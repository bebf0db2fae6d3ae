//! write_file tool - Create or overwrite files

use async_trait::async_trait;
use serde::Deserialize;
use serde_json::{json, Value};
use tokio::fs;
use tracing::info;

use crate::tools::registry::{parse_params, Tool, ToolContext, ToolError};

pub struct WriteFileTool;

#[derive(Deserialize)]
struct Params {
    path: String,
    content: String,
}

#[async_trait]
impl Tool for WriteFileTool {
    fn name(&self) -> &str {
        "write_file"
    }

    fn description(&self) -> &str {
        "Create a new file or overwrite an existing one with the given content. Creates parent directories if needed."
    }

    fn parameters_schema(&self) -> Value {
        json!({
            "type": "object",
            "properties": {
                "path": {
                    "type": "string",
                    "description": "Path of the file to write, relative to the workspace root"
                },
                "content": {
                    "type": "string",
                    "description": "The full content to write to the file"
                }
            },
            "required": ["path", "content"],
            "additionalProperties": false
        })
    }

    async fn execute(&self, params: Value, ctx: &ToolContext) -> Result<String, ToolError> {
        let params: Params = parse_params(self.name(), params)?;
        let path = ctx.resolve_in_workspace(&params.path)?;

        if let Some(parent) = path.parent().filter(|p| !p.exists()) {
            info!("write_file: creating parent directory {:?}", parent);
            fs::create_dir_all(parent).await?;
        }

        fs::write(&path, &params.content).await?;
        info!(path = %path.display(), bytes = params.content.len(), "Wrote file");
        Ok(format!("Wrote contents to {}.", params.path))
    }
}

#[cfg(test)]
mod tests {
    use super::*;
    use tempfile::TempDir;

    #[tokio::test]
    async fn creates_parent_directories() {
        let dir = TempDir::new().unwrap();
        let ctx = ToolContext::new(dir.path());

        let out = WriteFileTool
            .execute(json!({"path": "a/b/c.txt", "content": "hello"}), &ctx)
            .await
            .unwrap();

        assert_eq!(out, "Wrote contents to a/b/c.txt.");
        let written = std::fs::read_to_string(dir.path().join("a/b/c.txt")).unwrap();
        assert_eq!(written, "hello");
    }

    #[tokio::test]
    async fn overwrites_existing_file() {
        let dir = TempDir::new().unwrap();
        std::fs::write(dir.path().join("f.txt"), "old").unwrap();
        let ctx = ToolContext::new(dir.path());

        WriteFileTool
            .execute(json!({"path": "f.txt", "content": "new"}), &ctx)
            .await
            .unwrap();
        assert_eq!(std::fs::read_to_string(dir.path().join("f.txt")).unwrap(), "new");
    }

    #[tokio::test]
    async fn refuses_to_escape_workspace() {
        let dir = TempDir::new().unwrap();
        let ctx = ToolContext::new(dir.path().join("inner"));
        std::fs::create_dir(dir.path().join("inner")).unwrap();

        let result = WriteFileTool
            .execute(json!({"path": "../outside.txt", "content": "x"}), &ctx)
            .await;
        assert!(matches!(result, Err(ToolError::OutsideWorkspace(_))));
        assert!(!dir.path().join("outside.txt").exists());
    }

    #[cfg(unix)]
    #[tokio::test]
    async fn refuses_to_write_through_dangling_symlink() {
        let dir = TempDir::new().unwrap();
        let other = TempDir::new().unwrap();
        let target = other.path().join("pwned.txt");
        std::os::unix::fs::symlink(&target, dir.path().join("link.txt")).unwrap();
        let ctx = ToolContext::new(dir.path());

        let result = WriteFileTool
            .execute(json!({"path": "link.txt", "content": "escaped"}), &ctx)
            .await;
        assert!(matches!(result, Err(ToolError::OutsideWorkspace(_))));
        assert!(!target.exists());
    }
}
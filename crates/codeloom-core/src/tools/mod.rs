//! Tools the agent loop can dispatch to

pub mod answers;
pub mod implementations;
pub mod path_utils;
pub mod registry;

pub use answers::{answer_channel, AnswerHandle, AnswerSource, ChannelAnswers, PendingQuestion, StdinAnswers};
pub use implementations::coding_tools;
pub use registry::{parse_params, Tool, ToolContext, ToolError, ToolRegistry, TERMINAL_TOOL};
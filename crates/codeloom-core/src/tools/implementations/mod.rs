//! Tool implementations
//!
//! - write_file: Create/overwrite files
//! - read_file: Read files
//! - list_files: List directory contents
//! - execute_command: Run shell commands in the workspace
//! - ask_followup_question: Ask the human a question

pub mod ask_followup;
pub mod execute_command;
pub mod list;
pub mod read;
pub mod write;

pub use ask_followup::AskFollowupQuestionTool;
pub use execute_command::ExecuteCommandTool;
pub use list::ListFilesTool;
pub use read::ReadFileTool;
pub use write::WriteFileTool;

use std::sync::Arc;

use crate::tools::answers::AnswerSource;
use crate::tools::registry::{ToolError, ToolRegistry};

/// Build the agent's closed registry of built-in tools
pub fn coding_tools(answers: Arc<dyn AnswerSource>) -> Result<ToolRegistry, ToolError> {
    let mut registry = ToolRegistry::new();
    registry.register(Arc::new(WriteFileTool))?;
    registry.register(Arc::new(ReadFileTool))?;
    registry.register(Arc::new(ListFilesTool))?;
    registry.register(Arc::new(ExecuteCommandTool))?;
    registry.register(Arc::new(AskFollowupQuestionTool::new(answers)))?;
    Ok(registry)
}
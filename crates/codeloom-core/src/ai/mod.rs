//! AI layer: conversation types, the completion service boundary, and the
//! HTTP client that implements it.

pub mod client;
pub mod format;
pub mod retry;
pub mod types;

pub use client::{
    AiClient, AiClientConfig, ApiFormat, CompletionError, CompletionRequest, CompletionService,
};
pub use types::{AiTool, AiToolCall, Message, Role};
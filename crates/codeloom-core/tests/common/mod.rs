//! Shared fakes for integration tests

#![allow(dead_code)]

use std::collections::VecDeque;
use std::sync::{Arc, Mutex};

use async_trait::async_trait;
use codeloom_core::ai::types::{AiToolCall, Message};
use codeloom_core::ai::{CompletionError, CompletionRequest, CompletionService};
use serde_json::Value;

/// Replays a fixed list of assistant turns and records every request
pub struct ScriptedService {
    turns: Mutex<VecDeque<Message>>,
    requests: Mutex<Vec<CompletionRequest>>,
    /// Returned once the script is exhausted
    fallback: Option<Message>,
}

impl ScriptedService {
    pub fn new(turns: Vec<Message>) -> Arc<Self> {
        Arc::new(Self {
            turns: Mutex::new(turns.into()),
            requests: Mutex::new(Vec::new()),
            fallback: None,
        })
    }

    /// Repeat `turn` forever after the script runs out
    pub fn repeating(turns: Vec<Message>, turn: Message) -> Arc<Self> {
        Arc::new(Self {
            turns: Mutex::new(turns.into()),
            requests: Mutex::new(Vec::new()),
            fallback: Some(turn),
        })
    }

    pub fn requests(&self) -> Vec<CompletionRequest> {
        self.requests.lock().unwrap().clone()
    }
}

#[async_trait]
impl CompletionService for ScriptedService {
    async fn complete(&self, request: CompletionRequest) -> Result<Message, CompletionError> {
        self.requests.lock().unwrap().push(request);
        let next = self.turns.lock().unwrap().pop_front();
        next.or_else(|| self.fallback.clone())
            .ok_or_else(|| CompletionError::InvalidResponse("script exhausted".into()))
    }
}

pub fn call(id: &str, name: &str, arguments: Value) -> Message {
    Message::assistant_with_calls("", vec![AiToolCall::new(id, name, arguments)])
}

pub fn text(content: &str) -> Message {
    Message::assistant(content)
}
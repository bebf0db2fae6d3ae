//! Application configuration
//!
//! Loaded from `~/.codeloom/config.toml`; a missing file means defaults.
//! Environment variables override the file, CLI flags override both.

use std::fs;
use std::path::Path;
use std::time::Duration;

use anyhow::{Context, Result};
use serde::{Deserialize, Serialize};

use crate::agent::{AgentConfig, ToolFailurePolicy, DEFAULT_SYSTEM_PROMPT};
use crate::ai::client::{AiClientConfig, ApiFormat};
use crate::ai::retry::RetryConfig;
use crate::constants;
use crate::paths;
use crate::schema::SchemaConfig;

/// `[ai]` section
#[derive(Debug, Clone, PartialEq, Serialize, Deserialize)]
#[serde(default)]
pub struct AiSection {
    pub format: ApiFormat,
    pub model: String,
    pub base_url: Option<String>,
    pub api_key: Option<String>,
    pub max_tokens: usize,
    pub temperature: f32,
    pub timeout_secs: u64,
    /// Total attempts per request, including the first
    pub max_retries: u32,
}

impl Default for AiSection {
    fn default() -> Self {
        Self {
            format: ApiFormat::default(),
            model: constants::ai::DEFAULT_MODEL.to_string(),
            base_url: None,
            api_key: None,
            max_tokens: constants::ai::MAX_OUTPUT_TOKENS,
            temperature: 0.0,
            timeout_secs: constants::ai::REQUEST_TIMEOUT_SECS,
            max_retries: RetryConfig::default().max_attempts,
        }
    }
}

/// `[agent]` section
#[derive(Debug, Clone, PartialEq, Eq, Serialize, Deserialize)]
#[serde(default)]
pub struct AgentSection {
    pub max_steps: usize,
    pub tool_failure: ToolFailurePolicy,
    pub command_timeout_secs: u64,
    pub run_completion_command: bool,
    pub system_prompt: Option<String>,
}

impl Default for AgentSection {
    fn default() -> Self {
        Self {
            max_steps: constants::agent::MAX_STEPS,
            tool_failure: ToolFailurePolicy::default(),
            command_timeout_secs: constants::agent::COMMAND_TIMEOUT_SECS,
            run_completion_command: false,
            system_prompt: None,
        }
    }
}

#[derive(Debug, Clone, Default, PartialEq, Serialize, Deserialize)]
#[serde(default)]
pub struct AppConfig {
    pub ai: AiSection,
    pub agent: AgentSection,
    pub schema: SchemaConfig,
}

impl AppConfig {
    /// Load `~/.codeloom/config.toml` and apply environment overrides
    pub fn load() -> Result<Self> {
        let mut config = Self::load_from_path(&paths::config_file())?;
        config.apply_env_with(|key| std::env::var(key).ok());
        Ok(config)
    }

    /// Load from a specific path without environment overrides
    pub fn load_from_path(path: &Path) -> Result<Self> {
        if !path.exists() {
            return Ok(Self::default());
        }
        let contents = fs::read_to_string(path)
            .with_context(|| format!("Failed to read config {}", path.display()))?;
        let config: AppConfig = toml::from_str(&contents)
            .with_context(|| format!("Invalid config {}", path.display()))?;
        Ok(config)
    }

    /// Apply overrides from `lookup` (the process environment in `load`).
    ///
    /// API key precedence: `CODELOOM_API_KEY`, then the provider variable
    /// for the configured format, then the file.
    pub fn apply_env_with(&mut self, lookup: impl Fn(&str) -> Option<String>) {
        let provider_var = match self.ai.format {
            ApiFormat::OpenAI => "OPENAI_API_KEY",
            ApiFormat::Anthropic => "ANTHROPIC_API_KEY",
        };
        let non_empty = |key: &str| lookup(key).filter(|v| !v.trim().is_empty());

        if let Some(key) = non_empty("CODELOOM_API_KEY").or_else(|| non_empty(provider_var)) {
            self.ai.api_key = Some(key);
        }
        if let Some(model) = non_empty("CODELOOM_MODEL") {
            self.ai.model = model;
        }
        if let Some(url) = non_empty("CODELOOM_BASE_URL") {
            self.ai.base_url = Some(url);
        }
    }

    pub fn client_config(&self) -> AiClientConfig {
        AiClientConfig {
            model: self.ai.model.clone(),
            max_tokens: self.ai.max_tokens,
            temperature: self.ai.temperature,
            base_url: self.ai.base_url.clone(),
            api_key: self.ai.api_key.clone(),
            api_format: self.ai.format,
            timeout: Duration::from_secs(self.ai.timeout_secs),
            retry: RetryConfig {
                max_attempts: self.ai.max_retries.max(1),
                ..Default::default()
            },
        }
    }

    pub fn agent_config(&self) -> AgentConfig {
        AgentConfig {
            system_prompt: self
                .agent
                .system_prompt
                .clone()
                .unwrap_or_else(|| DEFAULT_SYSTEM_PROMPT.to_string()),
            max_steps: self.agent.max_steps,
            tool_failure: self.agent.tool_failure,
            command_timeout: Duration::from_secs(self.agent.command_timeout_secs),
            run_completion_command: self.agent.run_completion_command,
        }
    }
}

* AIM OF THE TASK: Restate word for word only the lines above from the line containing "async fn refuses_to_write_through_dangling_symlink()" to the line containing "of built-in tools", both of them included.

* EXPECTED OUTPUT:
    async fn refuses_to_write_through_dangling_symlink() {
        let dir = TempDir::new().unwrap();
        let other = TempDir::new().unwrap();
        let target = other.path().join("pwned.txt");
        std::os::unix::fs::symlink(&target, dir.path().join("link.txt")).unwrap();
        let ctx = ToolContext::new(dir.path());

        let result = WriteFileTool
            .execute(json!({"path": "link.txt", "content": "escaped"}), &ctx)
            .await;
        assert!(matches!(result, Err(ToolError::OutsideWorkspace(_))));
        assert!(!target.exists());
    }
}
filename crates/codeloom-core/src/tools/mod.rs
//! Tools the agent loop can dispatch to

pub mod answers;
pub mod implementations;
pub mod path_utils;
pub mod registry;

pub use answers::{answer_channel, AnswerHandle, AnswerSource, ChannelAnswers, PendingQuestion, StdinAnswers};
pub use implementations::coding_tools;
pub use registry::{parse_params, Tool, ToolContext, ToolError, ToolRegistry, TERMINAL_TOOL};
filename crates/codeloom-core/src/tools/implementations/mod.rs
//! Tool implementations
//!
//! - write_file: Create/overwrite files
//! - read_file: Read files
//! - list_files: List directory contents
//! - execute_command: Run shell commands in the workspace
//! - ask_followup_question: Ask the human a question

pub mod ask_followup;
pub mod execute_command;
pub mod list;
pub mod read;
pub mod write;

pub use ask_followup::AskFollowupQuestionTool;
pub use execute_command::ExecuteCommandTool;
pub use list::ListFilesTool;
pub use read::ReadFileTool;
pub use write::WriteFileTool;

use std::sync::Arc;

use crate::tools::answers::AnswerSource;
use crate::tools::registry::{ToolError, ToolRegistry};

/// Build the agent's closed registry of built-in tools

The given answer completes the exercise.